**WHAT YOU NEED TO DO:** Repeat the material exactly, every line of it.
======
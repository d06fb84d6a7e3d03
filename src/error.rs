use serde::Serialize;
use std::fmt;
use thiserror::Error;

#[derive(Debug, Clone, Copy, PartialEq, Eq, Serialize)]
#[serde(rename_all = "snake_case")]
pub enum ErrorKind {
    Format,
    Range,
    Uniqueness,
    RequiredField,
    /// Never fatal.
    UnknownDiscriminant,
}

impl fmt::Display for ErrorKind {
    fn fmt(&self, f: &mut fmt::Formatter<'_>) -> fmt::Result {
        let name = match self {
            ErrorKind::Format => "format",
            ErrorKind::Range => "range",
            ErrorKind::Uniqueness => "uniqueness",
            ErrorKind::RequiredField => "required_field",
            ErrorKind::UnknownDiscriminant => "unknown_discriminant",
        };
        f.write_str(name)
    }
}

#[derive(Debug, Clone, PartialEq, Eq, Error)]
#[error("{message}")]
pub struct RuleViolation {
    pub kind: ErrorKind,
    pub message: String,
}

impl RuleViolation {
    pub fn new(kind: ErrorKind, message: impl Into<String>) -> Self {
        Self {
            kind,
            message: message.into(),
        }
    }

    pub fn format(message: impl Into<String>) -> Self {
        Self::new(ErrorKind::Format, message)
    }

    pub fn range(message: impl Into<String>) -> Self {
        Self::new(ErrorKind::Range, message)
    }

    pub fn uniqueness(message: impl Into<String>) -> Self {
        Self::new(ErrorKind::Uniqueness, message)
    }

    pub fn required(message: impl Into<String>) -> Self {
        Self::new(ErrorKind::RequiredField, message)
    }

    pub fn on(self, field: &str) -> FieldError {
        FieldError {
            field: field.to_string(),
            kind: self.kind,
            message: self.message,
        }
    }
}

#[derive(Debug, Clone, PartialEq, Eq, Serialize)]
pub struct FieldError {
    pub field: String,
    pub kind: ErrorKind,
    pub message: String,
}

impl fmt::Display for FieldError {
    fn fmt(&self, f: &mut fmt::Formatter<'_>) -> fmt::Result {
        write!(f, "{}: {}", self.field, self.message)
    }
}

/// Never empty when returned from a schema.
#[derive(Debug, Clone, PartialEq, Eq, Error)]
#[error("validation failed: {}", join_errors(.errors))]
pub struct ValidationError {
    errors: Vec<FieldError>,
}

fn join_errors(errors: &[FieldError]) -> String {
    errors
        .iter()
        .map(|e| e.to_string())
        .collect::<Vec<_>>()
        .join("; ")
}

impl ValidationError {
    pub fn errors(&self) -> &[FieldError] {
        &self.errors
    }

    pub fn into_errors(self) -> Vec<FieldError> {
        self.errors
    }

    pub fn field(&self, field: &str) -> Option<&FieldError> {
        self.errors.iter().find(|e| e.field == field)
    }

    pub fn has(&self, field: &str, kind: ErrorKind) -> bool {
        self.errors
            .iter()
            .any(|e| e.field == field && e.kind == kind)
    }
}

impl From<FieldError> for ValidationError {
    fn from(error: FieldError) -> Self {
        Self {
            errors: vec![error],
        }
    }
}

#[derive(Debug, Default)]
pub(crate) struct ErrorCollector {
    errors: Vec<FieldError>,
}

impl ErrorCollector {
    pub(crate) fn new() -> Self {
        Self::default()
    }

    /// Record the violation, if any, and hand back the value on success.
    pub(crate) fn check<T>(&mut self, field: &str, result: Result<T, RuleViolation>) -> Option<T> {
        match result {
            Ok(value) => Some(value),
            Err(violation) => {
                self.errors.push(violation.on(field));
                None
            }
        }
    }

    pub(crate) fn check_opt<T>(
        &mut self,
        field: &str,
        result: Option<Result<T, RuleViolation>>,
    ) -> Option<T> {
        result.and_then(|r| self.check(field, r))
    }

    pub(crate) fn is_empty(&self) -> bool {
        self.errors.is_empty()
    }

    pub(crate) fn into_error(self) -> ValidationError {
        ValidationError {
            errors: self.errors,
        }
    }
}

#[derive(Debug, Error)]
pub enum StoreError {
    #[error("database error: {0}")]
    Sqlite(#[from] rusqlite::Error),

    #[error(transparent)]
    Validation(#[from] ValidationError),

    #[error("{entity} already exists: {id}")]
    AlreadyExists { entity: &'static str, id: String },

    #[error("{entity} not found: {id}")]
    NotFound { entity: &'static str, id: String },

    #[error("not permitted: {0}")]
    NotPermitted(String),

    #[error("io error: {0}")]
    Io(#[from] std::io::Error),
}

pub type StoreResult<T> = std::result::Result<T, StoreError>;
======
**WRITTEN REPLY:**
repository d06fb84d6a7e3d03
filename src/error.rs
use serde::Serialize;
use std::fmt;
use thiserror::Error;

#[derive(Debug, Clone, Copy, PartialEq, Eq, Serialize)]
#[serde(rename_all = "snake_case")]
pub enum ErrorKind {
    Format,
    Range,
    Uniqueness,
    RequiredField,
    /// Never fatal.
    UnknownDiscriminant,
}

impl fmt::Display for ErrorKind {
    fn fmt(&self, f: &mut fmt::Formatter<'_>) -> fmt::Result {
        let name = match self {
            ErrorKind::Format => "format",
            ErrorKind::Range => "range",
            ErrorKind::Uniqueness => "uniqueness",
            ErrorKind::RequiredField => "required_field",
            ErrorKind::UnknownDiscriminant => "unknown_discriminant",
        };
        f.write_str(name)
    }
}

#[derive(Debug, Clone, PartialEq, Eq, Error)]
#[error("{message}")]
pub struct RuleViolation {
    pub kind: ErrorKind,
    pub message: String,
}

impl RuleViolation {
    pub fn new(kind: ErrorKind, message: impl Into<String>) -> Self {
        Self {
            kind,
            message: message.into(),
        }
    }

    pub fn format(message: impl Into<String>) -> Self {
        Self::new(ErrorKind::Format, message)
    }

    pub fn range(message: impl Into<String>) -> Self {
        Self::new(ErrorKind::Range, message)
    }

    pub fn uniqueness(message: impl Into<String>) -> Self {
        Self::new(ErrorKind::Uniqueness, message)
    }

    pub fn required(message: impl Into<String>) -> Self {
        Self::new(ErrorKind::RequiredField, message)
    }

    pub fn on(self, field: &str) -> FieldError {
        FieldError {
            field: field.to_string(),
            kind: self.kind,
            message: self.message,
        }
    }
}

#[derive(Debug, Clone, PartialEq, Eq, Serialize)]
pub struct FieldError {
    pub field: String,
    pub kind: ErrorKind,
    pub message: String,
}

impl fmt::Display for FieldError {
    fn fmt(&self, f: &mut fmt::Formatter<'_>) -> fmt::Result {
        write!(f, "{}: {}", self.field, self.message)
    }
}

/// Never empty when returned from a schema.
#[derive(Debug, Clone, PartialEq, Eq, Error)]
#[error("validation failed: {}", join_errors(.errors))]
pub struct ValidationError {
    errors: Vec<FieldError>,
}

fn join_errors(errors: &[FieldError]) -> String {
    errors
        .iter()
        .map(|e| e.to_string())
        .collect::<Vec<_>>()
        .join("; ")
}

impl ValidationError {
    pub fn errors(&self) -> &[FieldError] {
        &self.errors
    }

    pub fn into_errors(self) -> Vec<FieldError> {
        self.errors
    }

    pub fn field(&self, field: &str) -> Option<&FieldError> {
        self.errors.iter().find(|e| e.field == field)
    }

    pub fn has(&self, field: &str, kind: ErrorKind) -> bool {
        self.errors
            .iter()
            .any(|e| e.field == field && e.kind == kind)
    }
}

impl From<FieldError> for ValidationError {
    fn from(error: FieldError) -> Self {
        Self {
            errors: vec![error],
        }
    }
}

#[derive(Debug, Default)]
pub(crate) struct ErrorCollector {
    errors: Vec<FieldError>,
}

impl ErrorCollector {
    pub(crate) fn new() -> Self {
        Self::default()
    }

    /// Record the violation, if any, and hand back the value on success.
    pub(crate) fn check<T>(&mut self, field: &str, result: Result<T, RuleViolation>) -> Option<T> {
        match result {
            Ok(value) => Some(value),
            Err(violation) => {
                self.errors.push(violation.on(field));
                None
            }
        }
    }

    pub(crate) fn check_opt<T>(
        &mut self,
        field: &str,
        result: Option<Result<T, RuleViolation>>,
    ) -> Option<T> {
        result.and_then(|r| self.check(field, r))
    }

    pub(crate) fn is_empty(&self) -> bool {
        self.errors.is_empty()
    }

    pub(crate) fn into_error(self) -> ValidationError {
        ValidationError {
            errors: self.errors,
        }
    }
}

#[derive(Debug, Error)]
pub enum StoreError {
    #[error("database error: {0}")]
    Sqlite(#[from] rusqlite::Error),

    #[error(transparent)]
    Validation(#[from] ValidationError),

    #[error("{entity} already exists: {id}")]
    AlreadyExists { entity: &'static str, id: String },

    #[error("{entity} not found: {id}")]
    NotFound { entity: &'static str, id: String },

    #[error("not permitted: {0}")]
    NotPermitted(String),

    #[error("io error: {0}")]
    Io(#[from] std::io::Error),
}

pub type StoreResult<T> = std::result::Result<T, StoreError>;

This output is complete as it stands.